This because loader.load() returns: [(<class 'numpy.ndarray'>, (10, 50, 6), dtype('float32')), (<class 'numpy.ndarray'>, (10, 50, 50), dtype('float64'))] (<class 'numpy.ndarray'> (10,) object) ] or in plain-english second element (Y) is of dtype object. In PDPData read() returns [graphs.append(Graph(x=x, a=csr_matrix(a), y=y)) for (x, a, y) in full_data] where y is of shape (N, 1) where N in number of nodes in graph (I tried also (N, ) but effect was the same). Two years ago you wrote here BatchLoader only supports graph-level labels (meaning that labels do not get zero-padded -- that would not make sense) so all labels should have the same shape So I changed in code presented above BatchLoader to DisjointLoader and model class to

class GNN(Model):
    def __init__(self):
        super().__init__()
        self.conv1 = GCNConv(1, activation="relu")

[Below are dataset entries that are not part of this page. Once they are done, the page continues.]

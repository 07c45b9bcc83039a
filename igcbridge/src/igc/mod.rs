//! IGC flight log output.
//!
//! - [`format`] - pure record encoders (`A`, `H`, `I`, `B`, `L` records)
//! - [`IgcWriter`] - session-based file writer

pub mod format;
mod writer;

pub use writer::{
    default_output_dir, format_duration, IgcWriter, RecordingMetadata, RecordingStatus,
    RecordingSummary, WriterConfig, WriterError, DEFAULT_FILE_PREFIX,
    DEFAULT_POSITION_EVENT_INTERVAL,
};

    def call(self, inputs):
        x, a, _ = inputs
        output = self.conv1([x, a])
        return output

and I got I think somehow similar problem cause by dtype=object of Y - both version (when y in Graph constructor is (N, ) and second when shape is (N, 1) ) of errors are attached. error_N.1.txt error_N.txt I am lost and think the project need more documentation.

danielegrattarola commented 1 year ago

If the labels have dtype object it likely means that they cannot be stacked, this is typical numpy behavior. Have you checked the contents of y and made sure that all of them have the same size?

Anyway, the loaders are there to simplify users' lives but if they become a problem you can always write your data loading pipeline from scratch so that you have full control over it. Writing a training loop in TF is pretty easy nowadays, there's an example here.

The issue you mentioned is no longer relevant, and as you see in the documentation:

If node_level=False, the labels are interpreted as graph-level labels and are returned as an array of shape [batch, n_labels]. If node_level=True, then the labels are padded along the node dimension and are returned as an array of shape [batch, n_max, n_labels].

Cheers